For Fritz, it’s always been about the students. “The best part of my career was my relationships with students and faculty,” said Fritz. p18-head-0fficeRoger-Fritz4c

“My philosophy was that it was our job, as mentors, to provide opportunities for kids to be successful in the world—teaching the basic skills for getting a good job and being a good citizen.”

Fritz said it was always a goal of his to make sure students could take pride in their work and reap the rewards through academic excellence and extracurricular recognition.

After Fritz retired in 2008, the school named the football field after him.

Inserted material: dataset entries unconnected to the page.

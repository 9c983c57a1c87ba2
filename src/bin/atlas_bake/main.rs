// This Source Code Form is subject to the terms of the Mozilla Public
// License, v. 2.0. If a copy of the MPL was not distributed with this
// file, You can obtain one at http://mozilla.org/MPL/2.0/.

//! Bake a set of PNG files into one atlas PNG plus a TOML manifest of where each file went.

mod config;

use std::fs;
use std::path::{Path, PathBuf};

use anyhow::Context;
use serde::Serialize;

use atlas_bake::{Atlas, Image};
use crate::config::BakeConfig;

#[derive(Debug, Serialize)]
struct Manifest<'a> {
    size: u32,
    images: Vec<ManifestEntry<'a>>
}

#[derive(Debug, Serialize)]
struct ManifestEntry<'a> {
    path: &'a Path,
    x: u32,
    y: u32,
    width: u32,
    height: u32
}

fn main() {
    env_logger::init();

    match BakeConfig::from_args(std::env::args()).and_then(|config| config.map(run).transpose()) {
        Ok(_) => (),
        Err(e) => {
            eprintln!("error: {:#}", e);
            std::process::exit(1);
        }
    }
}

fn run(config: BakeConfig) -> anyhow::Result<()> {
    if config.inputs.is_empty() {
        anyhow::bail!("no input images given");
    }

    let mut paths: Vec<&PathBuf> = Vec::with_capacity(config.inputs.len());
    let mut images = Vec::with_capacity(config.inputs.len());
    for path in &config.inputs {
        match Image::load_png(path) {
            Ok(image) => {
                log::debug!("loaded {}: {}x{} {:?}", path.display(), image.width(), image.height(), image.format());
                paths.push(path);
                images.push(image);
            },
            Err(e) if config.strict => {
                return Err(e).with_context(|| format!("could not load {}", path.display()));
            },
            // load_png already logged the failure.
            Err(_) => ()
        }
    }

    let mut packer = config.packer.packer();
    let atlas = Atlas::bake_with(&mut packer, &images).context("could not bake atlas")?;

    atlas.image().write_png(&config.output)
        .with_context(|| format!("could not write {}", config.output.display()))?;

    let manifest = Manifest {
        size: atlas.size(),
        images: paths.iter()
            .zip(atlas.rects())
            .map(|(path, rect)| ManifestEntry {
                path: path.as_path(),
                x: rect.origin.x,
                y: rect.origin.y,
                width: rect.size.width,
                height: rect.size.height
            })
            .collect()
    };
    let manifest_path = config.manifest_path();
    fs::write(&manifest_path, toml::to_string_pretty(&manifest)?)
        .with_context(|| format!("could not write {}", manifest_path.display()))?;

    log::info!(
        "wrote {} of {} image(s) to {} ({}x{})",
        atlas.image_count(), config.inputs.len(), config.output.display(), atlas.size(), atlas.size()
    );
    Ok(())
}

#[cfg(test)]
mod test {
    use super::*;
    use atlas_bake::{PixelFormat, Rgba};

    fn scratch_dir(name: &str) -> PathBuf {
        let dir = std::env::temp_dir().join(format!("atlas_bake_cli_{}_{}", std::process::id(), name));
        fs::create_dir_all(&dir).unwrap();
        dir
    }

    fn write_inputs(dir: &Path) -> Vec<PathBuf> {
        let a = dir.join("a.png");
        let b = dir.join("b.png");
        Image::from_fn(10, 20, PixelFormat::Rgba, |_, _| Rgba::new(255u8, 0, 0, 255)).unwrap()
            .write_png(&a).unwrap();
        Image::from_fn(30, 5, PixelFormat::Rgb, |_, _| Rgba::new(0u8, 0, 255, 255)).unwrap()
            .write_png(&b).unwrap();
        vec![a, dir.join("missing.png"), b]
    }

    #[test]
    fn test_run_skips_unreadable_inputs() {
        let dir = scratch_dir("skip");
        let inputs = write_inputs(&dir);
        let config = BakeConfig {
            output: dir.join("out.png"),
            inputs: inputs.clone(),
            ..BakeConfig::default()
        };
        let manifest_path = config.manifest_path();
        run(config).unwrap();

        let manifest: toml::Value = toml::from_str(&fs::read_to_string(&manifest_path).unwrap()).unwrap();
        let atlas = Image::load_png(dir.join("out.png")).unwrap();
        fs::remove_dir_all(&dir).ok();

        assert_eq!(Some(128), manifest["size"].as_integer());
        assert_eq!((128, 128), (atlas.width(), atlas.height()));
        let entries = manifest["images"].as_array().unwrap();
        let found: Vec<(&str, i64, i64, i64, i64)> = entries.iter()
            .map(|e| (
                e["path"].as_str().unwrap(),
                e["x"].as_integer().unwrap(),
                e["y"].as_integer().unwrap(),
                e["width"].as_integer().unwrap(),
                e["height"].as_integer().unwrap()
            ))
            .collect();
        assert_eq!(
            vec![
                (inputs[0].to_str().unwrap(), 0, 0, 10, 20),
                (inputs[2].to_str().unwrap(), 11, 0, 30, 5),
            ],
            found
        );
        assert_eq!(Rgba::new(255, 0, 0, 255), atlas.pixel(9, 19));
        assert_eq!(Rgba::new(0, 0, 255, 255), atlas.pixel(11, 0));
    }

    #[test]
    fn test_run_strict_fails_on_unreadable_input() {
        let dir = scratch_dir("strict");
        let config = BakeConfig {
            output: dir.join("out.png"),
            strict: true,
            inputs: write_inputs(&dir),
            ..BakeConfig::default()
        };
        let result = run(config);
        let wrote_output = dir.join("out.png").exists();
        fs::remove_dir_all(&dir).ok();

        assert!(result.is_err());
        assert!(!wrote_output);
    }

    #[test]
    fn test_run_without_inputs() {
        assert!(run(BakeConfig::default()).is_err());
    }
}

With his help in the renovations, “Fritz Field” was expanded, re-lit, re-sod and housed a new press box. “I helped with the planning process of the renovated field, and did a lot of the actual work—digging and sodding. I wasn’t expecting the designation, but it was a great honor.”

Fritz and his wife, Judy, have four children—Jeff, Greg, Sue and Sandy—10 grandchildren, and six great-grandchildren, all of whom live in Colman. “We’re really lucky to have everyone so close,” said Fritz.

During the summertime, Fritz and Judy spend time at their cabin near Deadwood.

Winters are spent at their Surprise, Arizona, home. “We spend a couple months down there every winter,” he said. “It’s fun to get together with the other snowbirds from South Dakota and North Dakota while we’re there.”

When he’s not spending time with family, Fritz enjoys deer hunting and woodworking. “I like doing lots of little projects,” he said. “I make benches, coin banks, some small furniture—I enjoy it.”

The retired National Guard member remains active in Colman’s American Legion Auxiliary chapter.

He has fond memories of his time spent at SDSU, and makes his way back to campus each year for the Hobo Day football game. In the past, he served a term on the SDSU alumni board. He has also helped raise funds for alumni functions and campaigns.

Fritz stays active in the Colman community, attending as many sporting events and other extracurricular activities as he can.

Over the years, Fritz’s involvement and dedication to education have made him a pillar in the community.

“I guess I could say I thoroughly enjoyed my job,” said Fritz. “Even though there were some ups and downs, I’m thankful for the support from the staff, faculty and people in our community throughout the years.”

Karissa Kuhle

1 Comment

  1. Robert Jibben at

    Hi Karissa
    Great article on Roger Fritz. He was one of my classmates at Lennox High School and SDSU. We both graduated in agriculture and taught vocational education. He had a great career and deserves to be proud of a his accomplishments. I wish him the best.